One of his students, George Odiorne (1920–1992), continued the concept, publishing his own book, Management Decisions by Objectives, in 1969. Quite a few companies started to use this approach, including Hewlett-Packard, Xerox, DuPont, and Intel. A lot of Japanese companies also used management by objectives, like Bridgestone from around 1960, and Toyota from 1963–64. However, Toyota was not satisfied with management by objectives, which later led to the development of Hoshin Kanri. But overall, the 1960s to 1980s were the heydays of management by objectives.

What Is Management by Objectives?

Archery Target with ArrowsIn its simplest from, management by objectives is the use of numerical targets to give the people and units in the company a direction.

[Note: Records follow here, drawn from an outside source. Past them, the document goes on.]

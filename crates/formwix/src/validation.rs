//! Field validators.
//!
//! Each validator checks one rule against a non-empty value whose type has
//! already been checked; a value of another type passes untouched.
//! Emptiness and type checks are applied by the compiled schema before any
//! validator runs.

use std::collections::BTreeSet;
use std::sync::Arc;

use regex::Regex;

use crate::value::{FieldValue, ValueType};

/// Source of the built-in email pattern.
pub const EMAIL_PATTERN: &str = r"^[a-zA-Z0-9._%+-]+@[a-zA-Z0-9.-]+\.[a-zA-Z]{2,}$";
/// Source of the `YYYY-MM-DD` date pattern.
pub const DATE_PATTERN: &str = r"^[0-9]{4}-[0-9]{2}-[0-9]{2}$";
/// Source of the `HH:MM` time pattern.
pub const TIME_PATTERN: &str = r"^[0-9]{2}:[0-9]{2}$";
/// Source of the `YYYY-MM-DDTHH:MM` datetime pattern.
pub const DATETIME_PATTERN: &str = r"^[0-9]{4}-[0-9]{2}-[0-9]{2}T[0-9]{2}:[0-9]{2}$";
/// Source of the special-character class required by `containSpecialChar`.
pub const SPECIAL_CHAR_PATTERN: &str = r#"[!@#$%^&*(),.?":{}|<>]"#;

/// Default messages.
pub mod messages {
    /// An email field holds a malformed address.
    pub const INVALID_EMAIL: &str = "Invalid email address";
    /// A URL field holds something that does not parse as an absolute URL.
    pub const INVALID_URL: &str = "Invalid URL";
    /// A date field is not `YYYY-MM-DD`.
    pub const INVALID_DATE: &str = "Invalid date format. Expected YYYY-MM-DD";
    /// A time field is not `HH:MM`.
    pub const INVALID_TIME: &str = "Invalid time format. Expected HH:MM";
    /// A datetime field is not `YYYY-MM-DDTHH:MM`.
    pub const INVALID_DATETIME: &str = "Invalid datetime format. Expected YYYY-MM-DDTHH:MM";
    /// A telephone number has fewer than 10 or more than 15 digits.
    pub const INVALID_TEL: &str = "Invalid phone number format. Expected 10-15 digits.";
    /// `containUpperCase` failed.
    pub const MISSING_UPPER_CASE: &str = "Password must contain at least one uppercase letter";
    /// `containLowerCase` failed.
    pub const MISSING_LOWER_CASE: &str = "Password must contain at least one lowercase letter";
    /// `containNumber` failed.
    pub const MISSING_NUMBER: &str = "Password must contain at least one number";
    /// `containSpecialChar` failed.
    pub const MISSING_SPECIAL_CHAR: &str = "Password must contain at least one special character";
    /// The password is on the weak-password denylist.
    pub const COMMON_PASSWORD: &str = "Choose a stronger password";
    /// A `pattern` rule did not match.
    pub const PATTERN_MISMATCH: &str = "Input does not match the required pattern";
    /// A required multiselect has no selection.
    pub const SELECTION_REQUIRED: &str = "This field is required";
    /// A `matchField` field differs from its target.
    pub const PASSWORDS_DIFFER: &str = "Passwords do not match";

    /// `<label> is required`.
    pub fn required(label: &str) -> String {
        format!("{label} is required")
    }

    /// `<label> must be at least <min> characters`.
    pub fn min_length(label: &str, min: usize) -> String {
        format!("{label} must be at least {min} characters")
    }

    /// `<label> must be at most <max> characters`.
    pub fn max_length(label: &str, max: usize) -> String {
        format!("{label} must be at most {max} characters")
    }

    /// `<label> must be at least <min>`.
    pub fn min_value(label: &str, min: f64) -> String {
        format!("{label} must be at least {min}")
    }

    /// `<label> must be at most <max>`.
    pub fn max_value(label: &str, max: f64) -> String {
        format!("{label} must be at most {max}")
    }

    /// A value of the wrong type, e.g. `Expected array, received string`.
    pub fn wrong_type(expected: &str, received: &str) -> String {
        format!("Expected {expected}, received {received}")
    }
}

/// Trait for field validators.
pub trait Validator: Send + Sync {
    /// Validates a value and returns an error message if invalid.
    fn validate(&self, value: &FieldValue) -> Result<(), String>;

    /// Returns the error message for this validator.
    fn message(&self) -> &str;

    /// Returns the configuration name of the rule this validator checks.
    fn code(&self) -> &'static str;
}

/// Validator that requires a non-empty value.
///
/// What counts as empty depends on the field's value type.
#[derive(Debug, Clone)]
pub struct RequiredValidator {
    value_type: ValueType,
    message: String,
}

impl RequiredValidator {
    /// Creates a new RequiredValidator with the default message.
    pub fn new(value_type: ValueType, label: &str) -> Self {
        Self {
            value_type,
            message: messages::required(label),
        }
    }

    /// Creates a new RequiredValidator with custom message.
    pub fn with_message(value_type: ValueType, message: impl Into<String>) -> Self {
        Self {
            value_type,
            message: message.into(),
        }
    }
}

impl Validator for RequiredValidator {
    fn validate(&self, value: &FieldValue) -> Result<(), String> {
        if self.value_type.is_empty(value) {
            Err(self.message.clone())
        } else {
            Ok(())
        }
    }

    fn message(&self) -> &str {
        &self.message
    }

    fn code(&self) -> &'static str {
        "required"
    }
}

/// Validator that enforces a maximum length in characters.
#[derive(Debug, Clone)]
pub struct MaxLengthValidator {
    max_length: usize,
    message: String,
}

impl MaxLengthValidator {
    /// Creates a new MaxLengthValidator.
    pub fn new(label: &str, max_length: usize) -> Self {
        Self {
            max_length,
            message: messages::max_length(label, max_length),
        }
    }

    /// Creates a new MaxLengthValidator with custom message.
    pub fn with_message(max_length: usize, message: impl Into<String>) -> Self {
        Self {
            max_length,
            message: message.into(),
        }
    }
}

impl Validator for MaxLengthValidator {
    fn validate(&self, value: &FieldValue) -> Result<(), String> {
        match value.as_str() {
            Some(s) if s.chars().count() > self.max_length => Err(self.message.clone()),
            _ => Ok(()),
        }
    }

    fn message(&self) -> &str {
        &self.message
    }

    fn code(&self) -> &'static str {
        "maxLength"
    }
}

/// Validator that enforces a minimum length in characters.
#[derive(Debug, Clone)]
pub struct MinLengthValidator {
    min_length: usize,
    message: String,
}

impl MinLengthValidator {
    /// Creates a new MinLengthValidator.
    pub fn new(label: &str, min_length: usize) -> Self {
        Self {
            min_length,
            message: messages::min_length(label, min_length),
        }
    }

    /// Creates a new MinLengthValidator with custom message.
    pub fn with_message(min_length: usize, message: impl Into<String>) -> Self {
        Self {
            min_length,
            message: message.into(),
        }
    }
}

impl Validator for MinLengthValidator {
    fn validate(&self, value: &FieldValue) -> Result<(), String> {
        match value.as_str() {
            Some(s) if s.chars().count() < self.min_length => Err(self.message.clone()),
            _ => Ok(()),
        }
    }

    fn message(&self) -> &str {
        &self.message
    }

    fn code(&self) -> &'static str {
        "minLength"
    }
}

/// Validator for email addresses.
#[derive(Debug, Clone)]
pub struct EmailValidator {
    pattern: Regex,
    message: String,
}

impl EmailValidator {
    /// Creates a new EmailValidator matching against `pattern`.
    pub fn new(pattern: Regex) -> Self {
        Self {
            pattern,
            message: messages::INVALID_EMAIL.to_string(),
        }
    }
}

impl Validator for EmailValidator {
    fn validate(&self, value: &FieldValue) -> Result<(), String> {
        match value.as_str() {
            Some(s) if !self.pattern.is_match(s) => Err(self.message.clone()),
            _ => Ok(()),
        }
    }

    fn message(&self) -> &str {
        &self.message
    }

    fn code(&self) -> &'static str {
        "email"
    }
}

/// Validator for URL values: anything the WHATWG parser accepts as an
/// absolute URL.
#[derive(Debug, Clone)]
pub struct UrlValidator {
    message: String,
}

impl UrlValidator {
    /// Creates a new UrlValidator with default message.
    pub fn new() -> Self {
        Self {
            message: messages::INVALID_URL.to_string(),
        }
    }
}

impl Default for UrlValidator {
    fn default() -> Self {
        Self::new()
    }
}

impl Validator for UrlValidator {
    fn validate(&self, value: &FieldValue) -> Result<(), String> {
        match value.as_str() {
            Some(s) if url::Url::parse(s).is_err() => Err(self.message.clone()),
            _ => Ok(()),
        }
    }

    fn message(&self) -> &str {
        &self.message
    }

    fn code(&self) -> &'static str {
        "url"
    }
}

/// Validator using a regex that the value must contain a match for.
#[derive(Debug, Clone)]
pub struct RegexValidator {
    pattern: Regex,
    code: &'static str,
    message: String,
}

impl RegexValidator {
    /// Creates a new RegexValidator from a compiled regex.
    pub fn from_regex(pattern: Regex, code: &'static str, message: impl Into<String>) -> Self {
        Self {
            pattern,
            code,
            message: message.into(),
        }
    }
}

impl Validator for RegexValidator {
    fn validate(&self, value: &FieldValue) -> Result<(), String> {
        match value.as_str() {
            Some(s) if !self.pattern.is_match(s) => Err(self.message.clone()),
            _ => Ok(()),
        }
    }

    fn message(&self) -> &str {
        &self.message
    }

    fn code(&self) -> &'static str {
        self.code
    }
}

/// Validator for numeric range.
#[derive(Debug, Clone)]
pub struct RangeValidator {
    min: Option<f64>,
    max: Option<f64>,
    message: String,
}

impl RangeValidator {
    /// Creates a lower-bound validator with the default message.
    pub fn at_least(label: &str, min: f64) -> Self {
        Self {
            min: Some(min),
            max: None,
            message: messages::min_value(label, min),
        }
    }

    /// Creates an upper-bound validator with the default message.
    pub fn at_most(label: &str, max: f64) -> Self {
        Self {
            min: None,
            max: Some(max),
            message: messages::max_value(label, max),
        }
    }

    /// Creates a new RangeValidator with custom message.
    pub fn with_message(min: Option<f64>, max: Option<f64>, message: impl Into<String>) -> Self {
        Self {
            min,
            max,
            message: message.into(),
        }
    }
}

impl Validator for RangeValidator {
    fn validate(&self, value: &FieldValue) -> Result<(), String> {
        let Some(num) = value.as_f64() else {
            return Ok(());
        };

        if let Some(min) = self.min {
            if num < min {
                return Err(self.message.clone());
            }
        }

        if let Some(max) = self.max {
            if num > max {
                return Err(self.message.clone());
            }
        }

        Ok(())
    }

    fn message(&self) -> &str {
        &self.message
    }

    fn code(&self) -> &'static str {
        match (self.min, self.max) {
            (Some(_), None) => "min",
            (None, Some(_)) => "max",
            _ => "range",
        }
    }
}

/// Validator for telephone numbers: 10 to 15 digits once every other
/// character is stripped.
#[derive(Debug, Clone)]
pub struct TelValidator {
    message: String,
}

impl TelValidator {
    /// Fewest digits accepted.
    pub const MIN_DIGITS: usize = 10;
    /// Most digits accepted.
    pub const MAX_DIGITS: usize = 15;

    /// Creates a new TelValidator with default message.
    pub fn new() -> Self {
        Self {
            message: messages::INVALID_TEL.to_string(),
        }
    }
}

impl Default for TelValidator {
    fn default() -> Self {
        Self::new()
    }
}

impl Validator for TelValidator {
    fn validate(&self, value: &FieldValue) -> Result<(), String> {
        let Some(s) = value.as_str() else {
            return Ok(());
        };
        let digits = s.chars().filter(char::is_ascii_digit).count();
        if (Self::MIN_DIGITS..=Self::MAX_DIGITS).contains(&digits) {
            Ok(())
        } else {
            Err(self.message.clone())
        }
    }

    fn message(&self) -> &str {
        &self.message
    }

    fn code(&self) -> &'static str {
        "tel"
    }
}

/// Strips every non-digit character from a telephone number.
pub fn normalize_tel(value: &str) -> String {
    value.chars().filter(char::is_ascii_digit).collect()
}

/// Validator rejecting passwords found on a denylist.
#[derive(Debug, Clone)]
pub struct CommonPasswordValidator {
    denylist: Arc<BTreeSet<String>>,
    message: String,
}

impl CommonPasswordValidator {
    /// Creates a new CommonPasswordValidator.
    pub fn new(denylist: Arc<BTreeSet<String>>, message: impl Into<String>) -> Self {
        Self {
            denylist,
            message: message.into(),
        }
    }
}

impl Validator for CommonPasswordValidator {
    fn validate(&self, value: &FieldValue) -> Result<(), String> {
        match value.as_str() {
            Some(s) if self.denylist.contains(s) => Err(self.message.clone()),
            _ => Ok(()),
        }
    }

    fn message(&self) -> &str {
        &self.message
    }

    fn code(&self) -> &'static str {
        "preventCommonPassword"
    }
}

It is a way for the manager to give the subordinates goals, without telling him or her what exactly to do. The full term used by Drucker is „management by objectives and self-control.“
The “self-control” represents the ability of “the manager to control his own performance. Self-control means stronger motivation” (The Practice of Management, p. 130).

Management by objectives is customarily divided into five steps:

  • Review organizational goals
  • Set employee objectives
  • Monitor progress
  • Evaluation
  • Give rewards

Drucker is also famous for giving SMART Goals, where “SMART” is a mnemonic for

  • Specific: Targets a particular area
  • Measurable: Quantified if possible
  • Achievable: Achievable with effort
  • Relevant: Important for company
  • Time-bound: Includes a deadline

Criticism of Management by Objectives

Frowning ManagerFrom a modern point of view, management by objectives falls a bit short on aligning the goals (the objectives) with the overall vision and direction of the company. It is a great tool to set goals and follow up on them, but it is not a tool to figure out what goals would be good in the first place.

Subsequent methods like objectives and key-results (OKR) and Hoshin Kanri (which I will describe in subsequent posts) actually expand on this issue, and expand the management by objectives framework to include proper alignment of the goals with the overall direction the company wants to move.

Another critique is actually not a flaw of management by objectives, but rather a flawed usage of it. It is quite easy to create a wishlist of goals that management wants to have, only to overload the employee with too many goals. Having too many goals merely brings the performance of the employee down. Here, too, both objectives and key-results (OKR) and Hoshin Kanri have limitations on the number of goals (albeit they are not always followed either).

It is also often used in a command-and-control style, where the manager decides the goals for the subordinate. A much better approach would be to develop the goals cooperatively (and Drucker at least hinted on that), but this did not fit the management style of the 1980s. Hoshin Kanri and its Catchball process actually improved that and put a lot of emphasis on the cooperative development of the goals.

Nowadays, management by objectives is mostly used either as a subset of larger methods like objectives and key-results and Hoshin Kanri, or simply as a performance evaluation tool for the annual performance review. There is also not one single, well-defined framework, but a lot of different flavors and variations. Modern management by objectives also integrates concepts again from objectives and key-results and Hoshin Kanri, and tries to align the goals with the vision, as well as has a cooperative goal-setting process (albeit that is an uphill battle in many companies).

In my next post, I will look a the next step in the evolution of strategic management and go into more detail about objectives and key-results (OKR). Now, go out, make sure you have proper goals, and then implement them and organize your industry!